How to complete this task
Nothing but the records, repeated exactly, should form the response.

Available records
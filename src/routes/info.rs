use actix_web::{HttpResponse, Result as ActixResult, middleware, web};
use once_cell::sync::Lazy;

use crate::middlewares;
use crate::services::InfoService;

// 懒加载的全局 InfoService 实例
static INFO_SERVICE: Lazy<InfoService> = Lazy::new(InfoService::new_lazy);

pub async fn categories() -> ActixResult<HttpResponse> {
    INFO_SERVICE.categories().await
}

pub async fn research_tools() -> ActixResult<HttpResponse> {
    INFO_SERVICE.research_tools().await
}

pub async fn guide() -> ActixResult<HttpResponse> {
    INFO_SERVICE.guide().await
}

// 配置路由
pub fn configure_info_routes(cfg: &mut web::ServiceConfig) {
    cfg.service(
        web::scope("/api/v1/info")
            .wrap(middleware::Compress::default())
            .wrap(middlewares::RequireJWT)
            .route("/categories", web::get().to(categories))
            .route("/research-tools", web::get().to(research_tools))
            .route("/guide", web::get().to(guide)),
    );
}
use actix_web::{HttpRequest, HttpResponse, Result as ActixResult};

use super::ChatService;
use crate::ai::prompts::{ASSISTANT_EMPTY_REPLY, ASSISTANT_ERROR_REPLY, KACKAR_PROMPT};
use crate::ai::{ChatTurn, GenerationRequest};
use crate::config::AppConfig;
use crate::models::chat::{ChatRole, requests::QuickAssistantRequest, responses::QuickAssistantResponse};
use crate::models::{ApiResponse, ErrorCode};
use crate::services::generator_of;

pub async fn quick_assistant(
    _service: &ChatService,
    body: QuickAssistantRequest,
    request: &HttpRequest,
) -> ActixResult<HttpResponse> {
    let generator = generator_of(request)?;

    let contents: Vec<ChatTurn> = body
        .messages
        .into_iter()
        .filter(|turn| !turn.text.trim().is_empty())
        .map(|turn| ChatTurn { role: turn.role, text: turn.text })
        .collect();

    // 最后一条必须是用户的新消息
    if contents.last().is_none_or(|turn| turn.role != ChatRole::User) {
        return Ok(HttpResponse::BadRequest().json(ApiResponse::error_empty(
            ErrorCode::ChatMessageInvalid,
            "Mesaj boş olamaz.",
        )));
    }

    let generation =
        GenerationRequest::conversation(KACKAR_PROMPT, contents, AppConfig::get().ai.temperature);
    let reply = match generator.generate(generation).await {
        Ok(text) if text.trim().is_empty() => ASSISTANT_EMPTY_REPLY.to_string(),
        Ok(text) => text,
        Err(e) => {
            tracing::warn!("Assistant generation failed: {}", e);
            ASSISTANT_ERROR_REPLY.to_string()
        }
    };

    Ok(HttpResponse::Ok().json(ApiResponse::success(
        QuickAssistantResponse { reply },
        "Yanıt alındı.",
    )))
}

Task response
filename src/routes/info.rs
use actix_web::{HttpResponse, Result as ActixResult, middleware, web};
use once_cell::sync::Lazy;

use crate::middlewares;
use crate::services::InfoService;

// 懒加载的全局 InfoService 实例
static INFO_SERVICE: Lazy<InfoService> = Lazy::new(InfoService::new_lazy);

pub async fn categories() -> ActixResult<HttpResponse> {
    INFO_SERVICE.categories().await
}

pub async fn research_tools() -> ActixResult<HttpResponse> {
    INFO_SERVICE.research_tools().await
}

pub async fn guide() -> ActixResult<HttpResponse> {
    INFO_SERVICE.guide().await
}

// 配置路由
pub fn configure_info_routes(cfg: &mut web::ServiceConfig) {
    cfg.service(
        web::scope("/api/v1/info")
            .wrap(middleware::Compress::default())
            .wrap(middlewares::RequireJWT)
            .route("/categories", web::get().to(categories))
            .route("/research-tools", web::get().to(research_tools))
            .route("/guide", web::get().to(guide)),
    );
}
use actix_web::{HttpRequest, HttpResponse, Result as ActixResult};

use super::ChatService;
use crate::ai::prompts::{ASSISTANT_EMPTY_REPLY, ASSISTANT_ERROR_REPLY, KACKAR_PROMPT};
use crate::ai::{ChatTurn, GenerationRequest};
use crate::config::AppConfig;
use crate::models::chat::{ChatRole, requests::QuickAssistantRequest, responses::QuickAssistantResponse};
use crate::models::{ApiResponse, ErrorCode};
use crate::services::generator_of;

pub async fn quick_assistant(
    _service: &ChatService,
    body: QuickAssistantRequest,
    request: &HttpRequest,
) -> ActixResult<HttpResponse> {
    let generator = generator_of(request)?;

    let contents: Vec<ChatTurn> = body
        .messages
        .into_iter()
        .filter(|turn| !turn.text.trim().is_empty())
        .map(|turn| ChatTurn { role: turn.role, text: turn.text })
        .collect();

    // 最后一条必须是用户的新消息
    if contents.last().is_none_or(|turn| turn.role != ChatRole::User) {
        return Ok(HttpResponse::BadRequest().json(ApiResponse::error_empty(
            ErrorCode::ChatMessageInvalid,
            "Mesaj boş olamaz.",
        )));
    }

    let generation =
        GenerationRequest::conversation(KACKAR_PROMPT, contents, AppConfig::get().ai.temperature);
    let reply = match generator.generate(generation).await {
        Ok(text) if text.trim().is_empty() => ASSISTANT_EMPTY_REPLY.to_string(),
        Ok(text) => text,
        Err(e) => {
            tracing::warn!("Assistant generation failed: {}", e);
            ASSISTANT_ERROR_REPLY.to_string()
        }
    };

    Ok(HttpResponse::Ok().json(ApiResponse::success(
        QuickAssistantResponse { reply },
        "Yanıt alındı.",
    )))
}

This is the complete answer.